Unofficial AI-generated summary based on the public title and abstract. Not an official translation.
📝 gxceed 編集解説 — Why this matters
日本のGX文脈において
ナイジェリアという新興市場における気候開示の実証研究であり、日本企業の海外子会社管理やサプライチェーン上の排出開示の参考になる。特に、開示と実質削減の乖離(パフォーマティブ・サステナビリティ)は、日本の有報・統合報告書における「建前」開示のリスクを考える上で示唆に富む。
In the global GX context
This paper provides rare empirical evidence from sub-Saharan Africa on the gap between climate disclosure and actual emission reductions, a key concern in global GX scholarship. It highlights the role of regulatory frameworks (SEC requirements) in moderating disclosure quality, offering insights for ISSB and CSRD implementation in emerging economies. The performative sustainability finding resonates with global debates on greenwashing.
👥 読者別の含意
🔬研究者:Provides panel data evidence on the disclosure-performance gap in an African emerging market, useful for comparative studies on climate finance and legitimacy theory.

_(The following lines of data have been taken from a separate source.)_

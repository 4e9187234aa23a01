use serde::{Deserialize, Serialize};
use std::fmt;

/// The side a connection plays inside its room.
#[derive(Debug, Serialize, Deserialize, Clone, Copy, Hash, Eq, PartialEq)]
#[serde(rename_all = "lowercase")]
pub enum Role {
    Sender,
    Viewer,
}

impl Role {
    /// Liberal role check: only the exact string `"sender"` makes a sender,
    /// every other value joins as a viewer.
    pub fn from_wire(value: &serde_json::Value) -> Self {
        match value.as_str() {
            Some("sender") => Role::Sender,
            _ => Role::Viewer,
        }
    }

    pub fn as_str(&self) -> &'static str {
        match self {
            Role::Sender => "sender",
            Role::Viewer => "viewer",
        }
    }
}

impl fmt::Display for Role {
    fn fmt(&self, f: &mut fmt::Formatter<'_>) -> fmt::Result {
        f.write_str(self.as_str())
    }
}
use serde_json::json;

use crate::integration::{TestServer, create_test_hub, init_tracing};
use crate::utils::{FakePeer, TestClient, wait_for_room};

#[tokio::test]
async fn test_viewers_hear_sender_gone_even_with_another_sender_left() {
    init_tracing();

    let (hub, _task, _events) = create_test_hub();
    let mut s1 = FakePeer::connect(&hub).await.unwrap();
    let mut s2 = FakePeer::connect(&hub).await.unwrap();
    let mut v1 = FakePeer::connect(&hub).await.unwrap();
    let mut v2 = FakePeer::connect(&hub).await.unwrap();
    for (peer, role) in [(&s1, "sender"), (&s2, "sender"), (&v1, "viewer"), (&v2, "viewer")] {
        peer.join("r", role).await.unwrap();
    }
    for peer in [&mut s1, &mut s2, &mut v1, &mut v2] {
        peer.drain().await.unwrap();
    }

    s1.disconnect().await.unwrap();

    assert_eq!(v1.recv_json().await.unwrap(), json!({"type": "sender-gone"}));
    assert_eq!(v2.recv_json().await.unwrap(), json!({"type": "sender-gone"}));
    s2.expect_nothing().await.unwrap();

    let snapshot = hub.snapshot().await.unwrap();
    assert_eq!(snapshot.room("r").unwrap().senders, vec![s2.id]);
}

#[tokio::test]
async fn test_departing_viewer_is_silent() {
    init_tracing();

    let (hub, _task, _events) = create_test_hub();
    let mut sender = FakePeer::connect(&hub).await.unwrap();
    let mut v1 = FakePeer::connect(&hub).await.unwrap();
    let v2 = FakePeer::connect(&hub).await.unwrap();
    sender.join("r", "sender").await.unwrap();
    v1.join("r", "viewer").await.unwrap();
    v2.join("r", "viewer").await.unwrap();
    sender.drain().await.unwrap();
    v1.drain().await.unwrap();

    v2.disconnect().await.unwrap();

    sender.expect_nothing().await.unwrap();
    v1.expect_nothing().await.unwrap();
}

#[tokio::test]
async fn test_sender_socket_closing_notifies_viewer_and_room_can_be_reused() {
    init_tracing();

    let server = TestServer::start().await;
    let mut sender = TestClient::connect(server.addr).await.unwrap();
    let mut viewer = TestClient::connect(server.addr).await.unwrap();

    sender.join("show", "sender").await.unwrap();
    wait_for_room(&server.hub, "show", 1, 0).await.unwrap();
    viewer.join("show", "viewer").await.unwrap();
    assert_eq!(viewer.recv_json().await.unwrap()["type"], "sender-available");

    sender.close().await.unwrap();
    assert_eq!(
        viewer.recv_json().await.unwrap(),
        json!({"type": "sender-gone"})
    );
    viewer.close().await.unwrap();
    wait_for_room(&server.hub, "show", 0, 0).await.unwrap();

    // Same room id again behaves like a brand-new room.
    let mut fresh = TestClient::connect(server.addr).await.unwrap();
    fresh.join("show", "viewer").await.unwrap();
    fresh.expect_silence().await.unwrap();
    wait_for_room(&server.hub, "show", 0, 1).await.unwrap();

    server.stop().await.unwrap();
}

🏢実務担当者:Highlights the risk of performative sustainability; corporate teams should ensure disclosure aligns with actual emission reduction efforts, especially in carbon-intensive sectors.
🏛政策担当者:Demonstrates that regulatory disclosure requirements can improve reporting quality but may not guarantee substantive emission cuts; useful for designing effective climate policies in developing countries.
📄 Abstract(原文)
The intersection of global warming and corporate sustainability has attracted increasing scholarly and policy attention, yet empirical evidence from emerging markets—particularly Nigeria—remains thin. This study investigates the impact of global warming on corporate sustainability, specifically carbon emissions reporting and environmental disclosures, among 148 listed firms on the Nigerian Exchange Group (NGX) over the period 2011–2025. Drawing on a balanced panel dataset of 2,220 firm-year observations, the study employs fixed-effects and random-effects panel regression models, alongside system Generalised Method of Moments (GMM) estimation to address potential endogeneity. The theoretical underpinning integrates Stakeholder Theory, Legitimacy Theory, and the Resource-Based View. Control variables include firm size, leverage, industry type, GDP growth, inflation, regulatory environment, board composition, sustainability committees, and exposure to carbon-intensive sectors. Results reveal that rising average global temperatures and associated climate risk indicators are positively associated with voluntary carbon emission disclosures but negatively correlated with actual emission reduction efforts, suggesting a performative rather than substantive sustainability response among Nigerian listed firms. Larger firms and those with dedicated sustainability committees demonstrate significantly higher environmental disclosure quality. Firms operating in carbon-intensive sectors—oil and gas, cement, and power—exhibit the highest emissions but paradoxically produce more extensive, though selectively framed, disclosures. The regulatory environment, proxied by the Securities and Exchange Commission's sustainability disclosure requirements, moderates this relationship positively. These findings carry critical implications for regulators, boards, investors, and policymakers seeking to align corporate behaviour with climate imperatives in sub-Saharan Africa.